__Data records__:
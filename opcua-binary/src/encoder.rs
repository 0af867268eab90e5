//! Binary encoder for OPC UA data types

use crate::encodable::BinaryEncodable;
use bytes::{BufMut, BytesMut};
use opcua_core::{UaError, UaResult};

/// Binary encoder writing little-endian values into a growable buffer
#[derive(Debug, Default)]
pub struct BinaryEncoder {
    buffer: BytesMut,
}

impl BinaryEncoder {
    /// Create a new encoder
    pub fn new() -> Self {
        Self {
            buffer: BytesMut::new(),
        }
    }

    /// Create a new encoder with initial capacity
    pub fn with_capacity(capacity: usize) -> Self {
        Self {
            buffer: BytesMut::with_capacity(capacity),
        }
    }

    /// Number of bytes written so far
    pub fn len(&self) -> usize {
        self.buffer.len()
    }

    pub fn is_empty(&self) -> bool {
        self.buffer.is_empty()
    }

    /// Encode any encodable value
    pub fn encode<T: BinaryEncodable>(&mut self, value: &T) -> UaResult<()> {
        value.encode(self)
    }

    pub fn write_u8(&mut self, value: u8) {
        self.buffer.put_u8(value);
    }

    pub fn write_i8(&mut self, value: i8) {
        self.buffer.put_i8(value);
    }

    pub fn write_bool(&mut self, value: bool) {
        self.buffer.put_u8(value as u8);
    }

    pub fn write_u16(&mut self, value: u16) {
        self.buffer.put_u16_le(value);
    }

    pub fn write_i16(&mut self, value: i16) {
        self.buffer.put_i16_le(value);
    }

    pub fn write_u32(&mut self, value: u32) {
        self.buffer.put_u32_le(value);
    }

    pub fn write_i32(&mut self, value: i32) {
        self.buffer.put_i32_le(value);
    }

    pub fn write_u64(&mut self, value: u64) {
        self.buffer.put_u64_le(value);
    }

    pub fn write_i64(&mut self, value: i64) {
        self.buffer.put_i64_le(value);
    }

    pub fn write_f32(&mut self, value: f32) {
        self.buffer.put_f32_le(value);
    }

    pub fn write_f64(&mut self, value: f64) {
        self.buffer.put_f64_le(value);
    }

    /// Write raw bytes without a length prefix
    pub fn write_raw(&mut self, bytes: &[u8]) {
        self.buffer.put_slice(bytes);
    }

    /// Write an `i32` length prefix, `-1` for null
    pub fn write_length(&mut self, length: Option<usize>) -> UaResult<()> {
        match length {
            None => self.write_i32(-1),
            Some(len) => {
                let len = i32::try_from(len)
                    .map_err(|_| UaError::encoding(format!("Length {} does not fit in Int32", len)))?;
                self.write_i32(len);
            }
        }
        Ok(())
    }

    /// Write a length-prefixed byte sequence, `None` encodes as null
    pub fn write_byte_string(&mut self, bytes: Option<&[u8]>) -> UaResult<()> {
        self.write_length(bytes.map(<[u8]>::len))?;
        if let Some(bytes) = bytes {
            self.write_raw(bytes);
        }
        Ok(())
    }

    /// Write a length-prefixed UTF-8 string, `None` encodes as null
    pub fn write_string(&mut self, value: Option<&str>) -> UaResult<()> {
        self.write_byte_string(value.map(str::as_bytes))
    }

    /// Write an array with an `i32` length prefix, `None` encodes as null
    pub fn write_array<T: BinaryEncodable>(&mut self, values: Option<&[T]>) -> UaResult<()> {
        self.write_length(values.map(<[T]>::len))?;
        if let Some(values) = values {
            for value in values {
                value.encode(self)?;
            }
        }
        Ok(())
    }

    /// Overwrite a previously written `u32` at `position`
    pub fn patch_u32(&mut self, position: usize, value: u32) -> UaResult<()> {
        let end = position + 4;
        if end > self.buffer.len() {
            return Err(UaError::encoding(format!(
                "Cannot patch u32 at {}, buffer length {}",
                position,
                self.buffer.len()
            )));
        }
        self.buffer[position..end].copy_from_slice(&value.to_le_bytes());
        Ok(())
    }

    /// Borrow the encoded bytes
    pub fn as_slice(&self) -> &[u8] {
        &self.buffer
    }

    /// Consume the encoder and return the encoded bytes
    pub fn into_bytes(self) -> Vec<u8> {
        self.buffer.to_vec()
    }
}

#[cfg(test)]
mod tests {
    use super::*;

    #[test]
    fn test_little_endian() {
        let mut enc = BinaryEncoder::new();
        enc.write_u32(0x0102_0304);
        enc.write_i16(-2);
        assert_eq!(enc.as_slice(), &[0x04, 0x03, 0x02, 0x01, 0xFE, 0xFF]);
    }

    #[test]
    fn test_null_and_empty_string() {
        let mut enc = BinaryEncoder::new();
        enc.write_string(None).unwrap();
        enc.write_string(Some("")).unwrap();
        assert_eq!(enc.as_slice(), &[0xFF, 0xFF, 0xFF, 0xFF, 0, 0, 0, 0]);
    }

    #[test]
    fn test_patch_u32() {
        let mut enc = BinaryEncoder::new();
        enc.write_u32(0);
        enc.write_u8(7);
        enc.patch_u32(0, 5).unwrap();
        assert_eq!(enc.as_slice(), &[5, 0, 0, 0, 7]);
        assert!(enc.patch_u32(3, 1).is_err());
    }
}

__Task brief__: Beginning with the opening line and ending with the final one, transcribe the material exactly.

__Answer box__:
filename opcua-binary/src/encoder.rs
repository 0af867268eab90e5
//! Binary encoder for OPC UA data types

use crate::encodable::BinaryEncodable;
use bytes::{BufMut, BytesMut};
use opcua_core::{UaError, UaResult};

/// Binary encoder writing little-endian values into a growable buffer
#[derive(Debug, Default)]
pub struct BinaryEncoder {
    buffer: BytesMut,
}

impl BinaryEncoder {
    /// Create a new encoder
    pub fn new() -> Self {
        Self {
            buffer: BytesMut::new(),
        }
    }

    /// Create a new encoder with initial capacity
    pub fn with_capacity(capacity: usize) -> Self {
        Self {
            buffer: BytesMut::with_capacity(capacity),
        }
    }

    /// Number of bytes written so far
    pub fn len(&self) -> usize {
        self.buffer.len()
    }

    pub fn is_empty(&self) -> bool {
        self.buffer.is_empty()
    }

    /// Encode any encodable value
    pub fn encode<T: BinaryEncodable>(&mut self, value: &T) -> UaResult<()> {
        value.encode(self)
    }

    pub fn write_u8(&mut self, value: u8) {
        self.buffer.put_u8(value);
    }

    pub fn write_i8(&mut self, value: i8) {
        self.buffer.put_i8(value);
    }

    pub fn write_bool(&mut self, value: bool) {
        self.buffer.put_u8(value as u8);
    }

    pub fn write_u16(&mut self, value: u16) {
        self.buffer.put_u16_le(value);
    }

    pub fn write_i16(&mut self, value: i16) {
        self.buffer.put_i16_le(value);
    }

    pub fn write_u32(&mut self, value: u32) {
        self.buffer.put_u32_le(value);
    }

    pub fn write_i32(&mut self, value: i32) {
        self.buffer.put_i32_le(value);
    }

    pub fn write_u64(&mut self, value: u64) {
        self.buffer.put_u64_le(value);
    }

    pub fn write_i64(&mut self, value: i64) {
        self.buffer.put_i64_le(value);
    }

    pub fn write_f32(&mut self, value: f32) {
        self.buffer.put_f32_le(value);
    }

    pub fn write_f64(&mut self, value: f64) {
        self.buffer.put_f64_le(value);
    }

    /// Write raw bytes without a length prefix
    pub fn write_raw(&mut self, bytes: &[u8]) {
        self.buffer.put_slice(bytes);
    }

    /// Write an `i32` length prefix, `-1` for null
    pub fn write_length(&mut self, length: Option<usize>) -> UaResult<()> {
        match length {
            None => self.write_i32(-1),
            Some(len) => {
                let len = i32::try_from(len)
                    .map_err(|_| UaError::encoding(format!("Length {} does not fit in Int32", len)))?;
                self.write_i32(len);
            }
        }
        Ok(())
    }

    /// Write a length-prefixed byte sequence, `None` encodes as null
    pub fn write_byte_string(&mut self, bytes: Option<&[u8]>) -> UaResult<()> {
        self.write_length(bytes.map(<[u8]>::len))?;
        if let Some(bytes) = bytes {
            self.write_raw(bytes);
        }
        Ok(())
    }

    /// Write a length-prefixed UTF-8 string, `None` encodes as null
    pub fn write_string(&mut self, value: Option<&str>) -> UaResult<()> {
        self.write_byte_string(value.map(str::as_bytes))
    }

    /// Write an array with an `i32` length prefix, `None` encodes as null
    pub fn write_array<T: BinaryEncodable>(&mut self, values: Option<&[T]>) -> UaResult<()> {
        self.write_length(values.map(<[T]>::len))?;
        if let Some(values) = values {
            for value in values {
                value.encode(self)?;
            }
        }
        Ok(())
    }

    /// Overwrite a previously written `u32` at `position`
    pub fn patch_u32(&mut self, position: usize, value: u32) -> UaResult<()> {
        let end = position + 4;
        if end > self.buffer.len() {
            return Err(UaError::encoding(format!(
                "Cannot patch u32 at {}, buffer length {}",
                position,
                self.buffer.len()
            )));
        }
        self.buffer[position..end].copy_from_slice(&value.to_le_bytes());
        Ok(())
    }

    /// Borrow the encoded bytes
    pub fn as_slice(&self) -> &[u8] {
        &self.buffer
    }

    /// Consume the encoder and return the encoded bytes
    pub fn into_bytes(self) -> Vec<u8> {
        self.buffer.to_vec()
    }
}

#[cfg(test)]
mod tests {
    use super::*;

    #[test]
    fn test_little_endian() {
        let mut enc = BinaryEncoder::new();
        enc.write_u32(0x0102_0304);
        enc.write_i16(-2);
        assert_eq!(enc.as_slice(), &[0x04, 0x03, 0x02, 0x01, 0xFE, 0xFF]);
    }

    #[test]
    fn test_null_and_empty_string() {
        let mut enc = BinaryEncoder::new();
        enc.write_string(None).unwrap();
        enc.write_string(Some("")).unwrap();
        assert_eq!(enc.as_slice(), &[0xFF, 0xFF, 0xFF, 0xFF, 0, 0, 0, 0]);
    }

    #[test]
    fn test_patch_u32() {
        let mut enc = BinaryEncoder::new();
        enc.write_u32(0);
        enc.write_u8(7);
        enc.patch_u32(0, 5).unwrap();
        assert_eq!(enc.as_slice(), &[5, 0, 0, 0, 7]);
        assert!(enc.patch_u32(3, 1).is_err());
    }
}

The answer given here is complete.